An open question remains, whether or not these TMS surfactants are also effective at oil–water (O–W) interfaces. AOT–SiC was shown to stabilize water–supercritical CO₂ interface,²⁴ so there is indication that the TMS surfactants may potentially stabilize O–W interfaces in general. However, oily solvents are a broad class of compounds with many chemical variations (Fig. 1); the chain length of the TMS hydrophobic ends is another chemical variable. The link between these two chemical features in stabilizing O–W interfaces is an unexplored area: here, this aspect is addressed. Water-in-oil microemulsions (W/O-µEs) are thermodynamically stable and as such can be considered as model colloidal systems for investigating surfactant monolayers at O–W interfaces over a range of conditions.²⁵ In µEs, O–W specific surface areas (S/V) are large, and interfacial tension γ_o/w is considered to be ultralow – of the order of 10⁻² to 10⁻⁴ mN m⁻¹.^25,26 The capacity of µEs to disperse water is characterized by the water-to-surfactant molar concentration ratio, W (= [surf]/[water]), and droplet volume fraction ϕ_d (= ϕ_water + ϕ_surf) using temperature–composition (T–C) phase diagrams. Although nonionic siloxane surfactants were reported to form various types of µEs (water-in-oil, oil-in-water or bicontinuous), not only are those surfactants hydrolytically unstable,²¹ but also the phase stability of single-phase (L₂) W/O-µEs is limited.^27–30

The range of stability and structural and physicochemical properties of W/O-µEs stabilized by the common AOT1 and its wider family of analogues are now well-documented.^4,31–34 For such dilute W/O-µEs, single L₂-phase (W/O droplets) domains can normally be found between two phase-boundaries:³¹ a lower-temperature boundary T_L (W/O-µEs in equilibrium with excess water, a so-called Winsor II system) and an upper-temperature boundary T_U (the cloud point with a phase transition to a two-phase system, with a surfactant-rich and a surfactant-poor phase). With common AOT1, the L₂-domain can be tuned towards higher or lower temperature by systematic variation of the chemical structure of the oily solvent.³⁴ With a given oil, a similar control over phase stability can also be achieved by varying the chemical structure and architecture of the surfactant hydrophobic chains.^4,32,33

In general, alkyl chain branching in hydrocarbon AOT-analogues is believed to be a key feature facilitating µE-formation,^4,32 and as shown in Fig. 1, the TMS surfactants comprise trimethyl chain-tips. The extent to which this, as well as Si-atom inclusion along the hydrophobic tails, governs surfactant–solvent chemical compatibility and µE formation is explored in this work.

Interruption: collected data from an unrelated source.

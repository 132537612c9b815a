//! Spatial alignment checks between grids.
//!
//! Mismatched footprints are fatal: computation on misaligned grids would
//! silently compare unrelated cells, so every entry point validates before
//! any statistic is computed.

use crate::error::SigError;
use crate::grid::SpatialCoords;

/// Verifies that two grids share the same spatial footprint.
///
/// Checks, in order: longitude axis length, element-wise longitude
/// equality, latitude axis length, element-wise latitude equality. The
/// returned error names both grids, the failing check, and the first
/// differing index.
///
/// # Errors
///
/// [`SigError::ShapeMismatch`] on the first failing check.
pub fn check_alignment(
    left_name: &str,
    left: &SpatialCoords,
    right_name: &str,
    right: &SpatialCoords,
) -> Result<(), SigError> {
    check_axis("longitudes", left_name, left.lon(), right_name, right.lon())?;
    check_axis("latitudes", left_name, left.lat(), right_name, right.lat())?;
    Ok(())
}

fn check_axis(
    axis: &str,
    left_name: &str,
    left: &[f64],
    right_name: &str,
    right: &[f64],
) -> Result<(), SigError> {
    if left.len() != right.len() {
        return Err(SigError::ShapeMismatch {
            detail: format!(
                "{axis} of {left_name} ({}) and {right_name} ({}) differ in length",
                left.len(),
                right.len()
            ),
        });
    }
    if let Some(i) = left.iter().zip(right).position(|(a, b)| a != b) {
        return Err(SigError::ShapeMismatch {
            detail: format!(
                "{axis} of {left_name} and {right_name} differ at index {i}: {} vs {}",
                left[i], right[i]
            ),
        });
    }
    Ok(())
}
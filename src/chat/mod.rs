mod message;
mod traits;

pub use message::{ChatMessage, ChatMessageBuilder, ChatRole};
pub use traits::{ChatProvider, ChatResponse};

Fig. 1 shows the surfactants and the solvents studied here. The solvents represent examples of linear n-alkanes, cycloalkanes and aromatic hydrocarbons. The µE phase behavior was monitored over a wide temperature window (277–348 K) to locate the L₂-domains. O–W interfacial tensions were measured to compare the interfacial properties of the TMS surfactants with the benchmark AOT1. Contrast-variation small-angle neutron scattering (SANS) measurements were carried out to reveal the µE droplet morphology and characterize the interfacial surfactant films. The results indicate that TMS surfactants are effective stabilizers of O–W interfaces and µEs and under certain circumstances may offer viable alternatives to certain PFAS.

2. Materials and methods

2.1 Materials

Chemicals were obtained as follows – 3-trimethylsilyl-1-propanol for AOT–SiC (97%, Sigma-Aldrich), toluene-4-sulfonic acid (Acros), toluene (99%, Fisher), sodium metabisulfite (Alfa Aesar), sodium sulfite (Alfa Aesar), ethanol (99%, Sigma-Aldrich), HCl (35% conc., VWR), Na₂CO₃ (Fisher), anhydrous MgSO₄ (Fisher), silica (Merck), diethyl ether (99.5%, Sigma-Aldrich), petroleum ether 40/60 (ACS reagent grade, Sigma-Aldrich), methanol (99.8%, Sigma-Aldrich), TLC plates (silica gel 60 on aluminium plates, Sigma-Aldrich), KMnO₄ (Fisher), n-heptane (99%, Sigma-Aldrich), n-decane (99%, Sigma-Aldrich), toluene (99%, Fisher), methylcyclohexane (99%, Sigma), and triethylsilane (TES 99%, Acros); deuterated solvents: D₂O (99.9%, Cambridge Isotopes), DMSO-d₆ (99.9%, Sigma), CDCl₃ (99.8%, Sigma), n-heptane-d₁₆ (>99.0%, Apollo), n-octane-d₁₈ (>99.0%, Apollo), methylcyclohexane-d₁₄ (>99.5%, Apollo), and toluene-d₈ (99.0%, Sigma). The solvents were used as received. Ultrapure water was used throughout the work (Millipore, 18.2 MΩ cm).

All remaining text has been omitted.